それでもルードの手をきゅっと握り、頭を寄せてくっついてくる。
「ルードちゃんがこうして連れてきてくれにゃければ、見ることはできにゃかったんですにゃね」
「そうかもしれないし、そうじゃないかもしれない、かな。僕も初めて来たから、こんな景色が見られるとは思ってなかったんだよね」
「私、ルードちゃんと違って、にゃんにもできにゃいけど。
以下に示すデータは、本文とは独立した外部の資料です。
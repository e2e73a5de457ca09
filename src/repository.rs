use crate::models::Drink;
use async_trait::async_trait;
use sqlx::PgPool;
use std::sync::Arc;

/// Repository Trait
///
/// Defines the abstract contract for all drink persistence operations,
/// allowing the handlers to interact with the data layer without knowing the
/// concrete implementation (Postgres in production, an in-memory mock in
/// tests).
///
/// **Send + Sync + async_trait** are required to make the trait object
/// (`Arc<dyn Repository>`) safely shareable across Axum's asynchronous task
/// boundaries.
#[async_trait]
pub trait Repository: Send + Sync {
    /// All rows, no ordering guaranteed. Database errors are logged and
    /// degrade to an empty list; the public menu endpoint has no failure mode.
    async fn list_drinks(&self) -> Vec<Drink>;

    /// Inserts a new drink. The `recipe` argument is the already-encoded
    /// text. A uniqueness violation on `title` (or any other constraint
    /// failure) surfaces as the error for the caller to map.
    async fn insert_drink(&self, title: &str, recipe: &str) -> Result<Drink, sqlx::Error>;

    /// Replaces the stored recipe when one is provided; `None` keeps the
    /// stored value. `Ok(None)` means no row with that id exists.
    async fn update_drink_recipe(
        &self,
        id: i32,
        recipe: Option<&str>,
    ) -> Result<Option<Drink>, sqlx::Error>;

    /// Removes a drink. `Ok(false)` means no row with that id exists.
    async fn delete_drink(&self, id: i32) -> Result<bool, sqlx::Error>;

    /// Drops and recreates the `drinks` table, then seeds the sample drink.
    /// Destructive; run once at process startup.
    async fn reset_schema(&self) -> Result<(), sqlx::Error>;
}

/// RepositoryState
///
/// The concrete type used to share the persistence layer access across the
/// application state.
pub type RepositoryState = Arc<dyn Repository>;

/// PostgresRepository
///
/// The concrete implementation of the `Repository` trait, backed by the
/// PostgreSQL database.
pub struct PostgresRepository {
    pool: PgPool,
}

impl PostgresRepository {
    /// Creates a new repository instance using the initialized connection pool.
    pub fn new(pool: PgPool) -> Self {
        Self { pool }
    }
}

#[async_trait]
impl Repository for PostgresRepository {
    async fn list_drinks(&self) -> Vec<Drink> {
        match sqlx::query_as::<_, Drink>("SELECT id, title, recipe FROM drinks")
            .fetch_all(&self.pool)
            .await
        {
            Ok(drinks) => drinks,
            Err(e) => {
                tracing::error!("list_drinks error: {:?}", e);
                vec![]
            }
        }
    }

    async fn insert_drink(&self, title: &str, recipe: &str) -> Result<Drink, sqlx::Error> {
        sqlx::query_as::<_, Drink>(
            "INSERT INTO drinks (title, recipe) VALUES ($1, $2) RETURNING id, title, recipe",
        )
        .bind(title)
        .bind(recipe)
        .fetch_one(&self.pool)
        .await
    }

    /// update_drink_recipe
    ///
    /// Uses `COALESCE` so a patch without a recipe persists the row unchanged,
    /// while `RETURNING` doubles as the existence check: no returned row means
    /// no drink with that id.
    async fn update_drink_recipe(
        &self,
        id: i32,
        recipe: Option<&str>,
    ) -> Result<Option<Drink>, sqlx::Error> {
        sqlx::query_as::<_, Drink>(
            "UPDATE drinks SET recipe = COALESCE($2, recipe) WHERE id = $1 \
             RETURNING id, title, recipe",
        )
        .bind(id)
        .bind(recipe)
        .fetch_optional(&self.pool)
        .await
    }

    async fn delete_drink(&self, id: i32) -> Result<bool, sqlx::Error> {
        let result = sqlx::query("DELETE FROM drinks WHERE id = $1")
            .bind(id)
            .execute(&self.pool)
            .await?;
        Ok(result.rows_affected() > 0)
    }

    /// reset_schema
    ///
    /// The destructive startup reset. Any existing `drinks` table is dropped
    /// and rebuilt, with one sample drink seeded so a fresh instance serves a
    /// non-empty menu.
    async fn reset_schema(&self) -> Result<(), sqlx::Error> {
        sqlx::query("DROP TABLE IF EXISTS drinks")
            .execute(&self.pool)
            .await?;

        sqlx::query(
            "CREATE TABLE drinks (\
                id SERIAL PRIMARY KEY, \
                title TEXT UNIQUE NOT NULL, \
                recipe TEXT NOT NULL\
            )",
        )
        .execute(&self.pool)
        .await?;

        sqlx::query("INSERT INTO drinks (title, recipe) VALUES ($1, $2)")
            .bind("water")
            .bind(r#"[{"name": "water", "color": "blue", "parts": 1}]"#)
            .execute(&self.pool)
            .await?;

        Ok(())
    }
}
#[tokio::test]
async fn test_patch_unknown_id_is_404() {
    let app = spawn_app().await;
    let client = reqwest::Client::new();

    let response = client
        .patch(format!("{}/drinks/9999", app.address))
        .bearer_auth("manager-token")
        .json(&json!({"recipe": [{"name": "milk", "color": "white", "parts": 1}]}))
        .send()
        .await
        .unwrap();

    assert_eq!(response.status(), 404);
    let body: Value = response.json().await.unwrap();
    assert_eq!(body["success"], json!(false));
    assert_eq!(body["message"], json!("resource not found"));
}

#[tokio::test]
async fn test_patch_replaces_recipe() {
    let app = spawn_app().await;
    let client = reqwest::Client::new();

    let created = post_drink(&client, &app, "manager-token", water_body()).await;
    let created: Value = created.json().await.unwrap();
    let id = created["drinks"][0]["id"].as_i64().unwrap();

    let response = client
        .patch(format!("{}/drinks/{}", app.address, id))
        .bearer_auth("manager-token")
        .json(&json!({"recipe": [{"name": "sparkling water", "color": "blue", "parts": 3}]}))
        .send()
        .await
        .unwrap();
    assert_eq!(response.status(), 200);

    let body: Value = response.json().await.unwrap();
    assert_eq!(body["success"], json!(true));
    let patched = body["drinks"]
        .as_array()
        .unwrap()
        .iter()
        .find(|d| d["id"].as_i64() == Some(id))
        .expect("patched drink listed");
    assert_eq!(patched["recipe"][0]["name"], json!("sparkling water"));
    assert_eq!(patched["recipe"][0]["parts"], json!(3));
}

#[tokio::test]
async fn test_patch_without_recipe_keeps_stored_one() {
    let app = spawn_app().await;
    let client = reqwest::Client::new();

    let created = post_drink(&client, &app, "manager-token", water_body()).await;
    let created: Value = created.json().await.unwrap();
    let id = created["drinks"][0]["id"].as_i64().unwrap();

    let response = client
        .patch(format!("{}/drinks/{}", app.address, id))
        .bearer_auth("manager-token")
        .json(&json!({}))
        .send()
        .await
        .unwrap();
    assert_eq!(response.status(), 200);

    let body: Value = response.json().await.unwrap();
    let drink = body["drinks"]
        .as_array()
        .unwrap()
        .iter()
        .find(|d| d["id"].as_i64() == Some(id))
        .unwrap();
    assert_eq!(drink["recipe"][0]["parts"], json!(1));
}

#[tokio::test]
async fn test_delete_roundtrip() {
    let app = spawn_app().await;
    let client = reqwest::Client::new();

    let created = post_drink(&client, &app, "manager-token", water_body()).await;
    let created: Value = created.json().await.unwrap();
    let id = created["drinks"][0]["id"].as_i64().unwrap();

    let response = client
        .delete(format!("{}/drinks/{}", app.address, id))
        .bearer_auth("manager-token")
        .send()
        .await
        .unwrap();
    assert_eq!(response.status(), 200);
    let body: Value = response.json().await.unwrap();
    assert_eq!(body["success"], json!(true));
    assert_eq!(body["delete"], json!(id));

    // The long-form listing must no longer carry the id.
    let detail = client
        .get(format!("{}/drinks-detail", app.address))
        .bearer_auth("barista-token")
        .send()
        .await
        .unwrap();
    let detail: Value = detail.json().await.unwrap();
    assert!(
        detail["drinks"]
            .as_array()
            .unwrap()
            .iter()
            .all(|d| d["id"].as_i64() != Some(id))
    );

    // A second delete of the same id is a 404.
    let again = client
        .delete(format!("{}/drinks/{}", app.address, id))
        .bearer_auth("manager-token")
        .send()
        .await
        .unwrap();
    assert_eq!(again.status(), 404);
}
一緒にいてもいいんですにゃよね?」
「うん。いてもらわないと僕、困っちゃうよ」
「ありがとう、ですにゃ……」
そんなときだった。
『いたいよ……』
「ん?」
「にゃんかいいましたかにゃ?」
「ううん。僕じゃないよ」
『たすけて、いたいよ……』
「聞こえる」
「はい、ですにゃ」
「こっちかな」
「わかりませんにゃ……」
二手に分かれて探そうとしたとき。
『たすけて……』
「やっぱりこっちだ。もっと下の方」
「えっ? 何も聞こえにゃかったですにゃよ?」
「あれ? 僕には聞こえたんだけど……。まぁいいや。お姉ちゃんちょっとごめんね」
ルードはクロケットを抱き上げて断崖絶壁の崖っぷちに立った。
「ルードちゃん。も、もしかして」
「うん。ごめんね、お姉ちゃん」
ルードは慣れないウィンクをしようとして左目を瞑ろうとしたが、両目を間違って瞑ってしまう。
「あれ? ま、いいや。行きますっ」
「えっ?」
ルードはそのまま崖を滑るように降りて行った。
「いやぁああああああああっ!」
クロケットの悲鳴と砂煙を上げながらルードは絶壁を滑り落ちていく。
フェンリルの毛は山肌との摩擦程度には負けないのだろう。
まるでボートの舵を取るように、右へ左へ実に器用に凹凸を抜けて行く。
「──あああああ。……あれ? 落ちていにゃいにゃ? でもすごい勢いでででででで」
「お姉ちゃん、ちょっとだけ黙っててくれる? 舌噛んじゃうから」
「は、はいです……、あぐっ」
「あとで治してあげるから」
クロケットは口元を押さえて、涙目でこくこくと頷いた。
ルードは声の位置を頼りに勢いよく降りていく。
結局、声の聞こえた方向は崖を降りきった場所からだったのだ。